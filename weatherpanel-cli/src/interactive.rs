use std::{collections::VecDeque, io::Write};

use anyhow::{Context, Result};
use tokio::{
    io::{AsyncBufRead, AsyncBufReadExt, Lines},
    sync::watch,
};
use weatherpanel_core::{PanelError, PositionProvider, WeatherPanel, WeatherProvider, WeatherResult};

use crate::render;

const QUIT: &str = ":q";

const CLEAR_SCREEN: &str = "\x1b[2J\x1b[H";

/// Panel contents as of the last completed lookup.
struct Frame {
    result: Option<WeatherResult>,
    error: Option<PanelError>,
}

impl Frame {
    fn of<W, P>(panel: &WeatherPanel<W, P>) -> Self
    where
        W: WeatherProvider,
        P: PositionProvider,
    {
        Self { result: panel.result().cloned(), error: panel.error() }
    }
}

enum Flow {
    Continue,
    Quit,
}

struct Session<R, O> {
    clock: watch::Receiver<String>,
    lines: Lines<R>,
    queued: VecDeque<String>,
    input_open: bool,
    out: O,
}

fn is_quit(line: &str) -> bool {
    line.trim() == QUIT
}

fn query_text(line: String) -> String {
    match line.strip_suffix('\r') {
        Some(stripped) => stripped.to_string(),
        None => line,
    }
}

impl<R, O> Session<R, O>
where
    R: AsyncBufRead + Unpin,
    O: Write,
{
    fn draw(&mut self, frame: &Frame) -> Result<()> {
        let local_time = self.clock.borrow_and_update().clone();
        let body = render::panel_text(frame.result.as_ref(), frame.error, &local_time);

        write!(self.out, "{CLEAR_SCREEN}{body}\n\n{}", render::PROMPT).context("Failed to write panel")?;
        self.out.flush().context("Failed to flush output")?;
        Ok(())
    }

    /// Drives `lookup` to completion while `shown` keeps redrawing on every tick.
    /// Lines entered meanwhile are queued; `:q` abandons the lookup.
    async fn lookup<F>(&mut self, lookup: F, shown: &Frame) -> Result<Flow>
    where
        F: Future<Output = ()>,
    {
        tokio::pin!(lookup);

        loop {
            tokio::select! {
                () = &mut lookup => return Ok(Flow::Continue),
                changed = self.clock.changed() => {
                    if changed.is_err() {
                        return Ok(Flow::Quit);
                    }
                    self.draw(shown)?;
                }
                line = self.lines.next_line(), if self.input_open => {
                    match line.context("Failed to read input")? {
                        None => self.input_open = false,
                        Some(line) if is_quit(&line) => return Ok(Flow::Quit),
                        Some(line) => self.queued.push_back(query_text(line)),
                    }
                }
            }
        }
    }

    /// Next city to look up, redrawing `frame` on ticks while waiting.
    /// `None` once the user quits or input ends.
    async fn next_query(&mut self, frame: &Frame) -> Result<Option<String>> {
        if let Some(queued) = self.queued.pop_front() {
            return Ok(Some(queued));
        }

        while self.input_open {
            tokio::select! {
                line = self.lines.next_line() => {
                    match line.context("Failed to read input")? {
                        None => self.input_open = false,
                        Some(line) if is_quit(&line) => return Ok(None),
                        Some(line) => return Ok(Some(query_text(line))),
                    }
                }
                changed = self.clock.changed() => {
                    if changed.is_err() {
                        return Ok(None);
                    }
                    self.draw(frame)?;
                }
            }
        }

        Ok(None)
    }
}

/// Runs the live panel until `:q` or end of input. Each line is a city
/// search. The panel (and its clock) is dropped on return.
pub async fn run<W, P, R, O>(mut panel: WeatherPanel<W, P>, input: R, out: O) -> Result<()>
where
    W: WeatherProvider,
    P: PositionProvider,
    R: AsyncBufRead + Unpin,
    O: Write,
{
    let mut session = Session {
        clock: panel.subscribe_clock(),
        lines: input.lines(),
        queued: VecDeque::new(),
        input_open: true,
        out,
    };

    let shown = Frame::of(&panel);
    session.draw(&shown)?;
    if let Flow::Quit = session.lookup(panel.mount(), &shown).await? {
        return Ok(());
    }

    loop {
        let frame = Frame::of(&panel);
        session.draw(&frame)?;

        let Some(query) = session.next_query(&frame).await? else {
            break;
        };
        if let Flow::Quit = session.lookup(panel.search(&query), &frame).await? {
            break;
        }
    }

    tracing::debug!("panel closed");
    Ok(())
}
use anyhow::{Context, Result, anyhow};
use inquire::{Confirm, Password, PasswordDisplayMode, Text};
use weatherpanel_core::{Config, Coordinates, config::DEFAULT_BASE_URL};

/// Interactive setup; writes the result to the config file.
pub fn run() -> Result<()> {
    let mut config = Config::load()?;

    let api_key = Password::new("OpenWeather API key (empty keeps the current one):")
        .with_display_mode(PasswordDisplayMode::Masked)
        .without_confirmation()
        .prompt()
        .context("Failed to read API key")?;
    if !api_key.trim().is_empty() {
        config.api_key = Some(api_key.trim().to_string());
    }

    let current_base = config.base_url().to_string();
    let base_url = Text::new("API base URL:")
        .with_default(&current_base)
        .prompt()
        .context("Failed to read base URL")?;
    config.base_url = (base_url.trim() != DEFAULT_BASE_URL).then(|| base_url.trim().to_string());

    config.location.enabled = Confirm::new("Look up weather for your position on startup?")
        .with_default(config.location.enabled)
        .prompt()
        .context("Failed to read position preference")?;

    if config.location.enabled {
        let current = config
            .location
            .coordinates()
            .map(|c| format!("{},{}", c.lat, c.lon))
            .unwrap_or_default();
        let input = Text::new("Your position as `lat,lon` (empty for none):")
            .with_default(&current)
            .prompt()
            .context("Failed to read position")?;

        let coords = parse_coordinates(&input)?;
        config.location.lat = coords.map(|c| c.lat);
        config.location.lon = coords.map(|c| c.lon);
    }

    let path = config.save()?;
    println!("Configuration saved to {}", path.display());
    Ok(())
}

/// Parses `lat,lon`; empty input means no position.
pub fn parse_coordinates(input: &str) -> Result<Option<Coordinates>> {
    let input = input.trim();
    if input.is_empty() {
        return Ok(None);
    }

    let (lat, lon) = input
        .split_once(',')
        .ok_or_else(|| anyhow!("Expected `lat,lon`, got '{input}'"))?;

    let lat: f64 = lat.trim().parse().with_context(|| format!("Invalid latitude '{}'", lat.trim()))?;
    let lon: f64 = lon.trim().parse().with_context(|| format!("Invalid longitude '{}'", lon.trim()))?;

    if !(-90.0..=90.0).contains(&lat) {
        return Err(anyhow!("Latitude {lat} is outside -90..90"));
    }
    if !(-180.0..=180.0).contains(&lon) {
        return Err(anyhow!("Longitude {lon} is outside -180..180"));
    }

    Ok(Some(Coordinates::new(lat, lon)))
}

········

■ Task statement ■
Put down all the data once more, exactly as it appears above.

■ Output ■
filename weatherpanel-cli/src/interactive.rs
use std::{collections::VecDeque, io::Write};

use anyhow::{Context, Result};
use tokio::{
    io::{AsyncBufRead, AsyncBufReadExt, Lines},
    sync::watch,
};
use weatherpanel_core::{PanelError, PositionProvider, WeatherPanel, WeatherProvider, WeatherResult};

use crate::render;

const QUIT: &str = ":q";

const CLEAR_SCREEN: &str = "\x1b[2J\x1b[H";

/// Panel contents as of the last completed lookup.
struct Frame {
    result: Option<WeatherResult>,
    error: Option<PanelError>,
}

impl Frame {
    fn of<W, P>(panel: &WeatherPanel<W, P>) -> Self
    where
        W: WeatherProvider,
        P: PositionProvider,
    {
        Self { result: panel.result().cloned(), error: panel.error() }
    }
}

enum Flow {
    Continue,
    Quit,
}

struct Session<R, O> {
    clock: watch::Receiver<String>,
    lines: Lines<R>,
    queued: VecDeque<String>,
    input_open: bool,
    out: O,
}

fn is_quit(line: &str) -> bool {
    line.trim() == QUIT
}

fn query_text(line: String) -> String {
    match line.strip_suffix('\r') {
        Some(stripped) => stripped.to_string(),
        None => line,
    }
}

impl<R, O> Session<R, O>
where
    R: AsyncBufRead + Unpin,
    O: Write,
{
    fn draw(&mut self, frame: &Frame) -> Result<()> {
        let local_time = self.clock.borrow_and_update().clone();
        let body = render::panel_text(frame.result.as_ref(), frame.error, &local_time);

        write!(self.out, "{CLEAR_SCREEN}{body}\n\n{}", render::PROMPT).context("Failed to write panel")?;
        self.out.flush().context("Failed to flush output")?;
        Ok(())
    }

    /// Drives `lookup` to completion while `shown` keeps redrawing on every tick.
    /// Lines entered meanwhile are queued; `:q` abandons the lookup.
    async fn lookup<F>(&mut self, lookup: F, shown: &Frame) -> Result<Flow>
    where
        F: Future<Output = ()>,
    {
        tokio::pin!(lookup);

        loop {
            tokio::select! {
                () = &mut lookup => return Ok(Flow::Continue),
                changed = self.clock.changed() => {
                    if changed.is_err() {
                        return Ok(Flow::Quit);
                    }
                    self.draw(shown)?;
                }
                line = self.lines.next_line(), if self.input_open => {
                    match line.context("Failed to read input")? {
                        None => self.input_open = false,
                        Some(line) if is_quit(&line) => return Ok(Flow::Quit),
                        Some(line) => self.queued.push_back(query_text(line)),
                    }
                }
            }
        }
    }

    /// Next city to look up, redrawing `frame` on ticks while waiting.
    /// `None` once the user quits or input ends.
    async fn next_query(&mut self, frame: &Frame) -> Result<Option<String>> {
        if let Some(queued) = self.queued.pop_front() {
            return Ok(Some(queued));
        }

        while self.input_open {
            tokio::select! {
                line = self.lines.next_line() => {
                    match line.context("Failed to read input")? {
                        None => self.input_open = false,
                        Some(line) if is_quit(&line) => return Ok(None),
                        Some(line) => return Ok(Some(query_text(line))),
                    }
                }
                changed = self.clock.changed() => {
                    if changed.is_err() {
                        return Ok(None);
                    }
                    self.draw(frame)?;
                }
            }
        }

        Ok(None)
    }
}

/// Runs the live panel until `:q` or end of input. Each line is a city
/// search. The panel (and its clock) is dropped on return.
pub async fn run<W, P, R, O>(mut panel: WeatherPanel<W, P>, input: R, out: O) -> Result<()>
where
    W: WeatherProvider,
    P: PositionProvider,
    R: AsyncBufRead + Unpin,
    O: Write,
{
    let mut session = Session {
        clock: panel.subscribe_clock(),
        lines: input.lines(),
        queued: VecDeque::new(),
        input_open: true,
        out,
    };

    let shown = Frame::of(&panel);
    session.draw(&shown)?;
    if let Flow::Quit = session.lookup(panel.mount(), &shown).await? {
        return Ok(());
    }

    loop {
        let frame = Frame::of(&panel);
        session.draw(&frame)?;

        let Some(query) = session.next_query(&frame).await? else {
            break;
        };
        if let Flow::Quit = session.lookup(panel.search(&query), &frame).await? {
            break;
        }
    }

    tracing::debug!("panel closed");
    Ok(())
}
use anyhow::{Context, Result, anyhow};
use inquire::{Confirm, Password, PasswordDisplayMode, Text};
use weatherpanel_core::{Config, Coordinates, config::DEFAULT_BASE_URL};

/// Interactive setup; writes the result to the config file.
pub fn run() -> Result<()> {
    let mut config = Config::load()?;

    let api_key = Password::new("OpenWeather API key (empty keeps the current one):")
        .with_display_mode(PasswordDisplayMode::Masked)
        .without_confirmation()
        .prompt()
        .context("Failed to read API key")?;
    if !api_key.trim().is_empty() {
        config.api_key = Some(api_key.trim().to_string());
    }

    let current_base = config.base_url().to_string();
    let base_url = Text::new("API base URL:")
        .with_default(&current_base)
        .prompt()
        .context("Failed to read base URL")?;
    config.base_url = (base_url.trim() != DEFAULT_BASE_URL).then(|| base_url.trim().to_string());

    config.location.enabled = Confirm::new("Look up weather for your position on startup?")
        .with_default(config.location.enabled)
        .prompt()
        .context("Failed to read position preference")?;

    if config.location.enabled {
        let current = config
            .location
            .coordinates()
            .map(|c| format!("{},{}", c.lat, c.lon))
            .unwrap_or_default();
        let input = Text::new("Your position as `lat,lon` (empty for none):")
            .with_default(&current)
            .prompt()
            .context("Failed to read position")?;

        let coords = parse_coordinates(&input)?;
        config.location.lat = coords.map(|c| c.lat);
        config.location.lon = coords.map(|c| c.lon);
    }

    let path = config.save()?;
    println!("Configuration saved to {}", path.display());
    Ok(())
}

/// Parses `lat,lon`; empty input means no position.
pub fn parse_coordinates(input: &str) -> Result<Option<Coordinates>> {
    let input = input.trim();
    if input.is_empty() {
        return Ok(None);
    }

    let (lat, lon) = input
        .split_once(',')
        .ok_or_else(|| anyhow!("Expected `lat,lon`, got '{input}'"))?;

    let lat: f64 = lat.trim().parse().with_context(|| format!("Invalid latitude '{}'", lat.trim()))?;
    let lon: f64 = lon.trim().parse().with_context(|| format!("Invalid longitude '{}'", lon.trim()))?;

    if !(-90.0..=90.0).contains(&lat) {
        return Err(anyhow!("Latitude {lat} is outside -90..90"));
    }
    if !(-180.0..=180.0).contains(&lon) {
        return Err(anyhow!("Longitude {lon} is outside -180..180"));
    }

    Ok(Some(Coordinates::new(lat, lon)))
}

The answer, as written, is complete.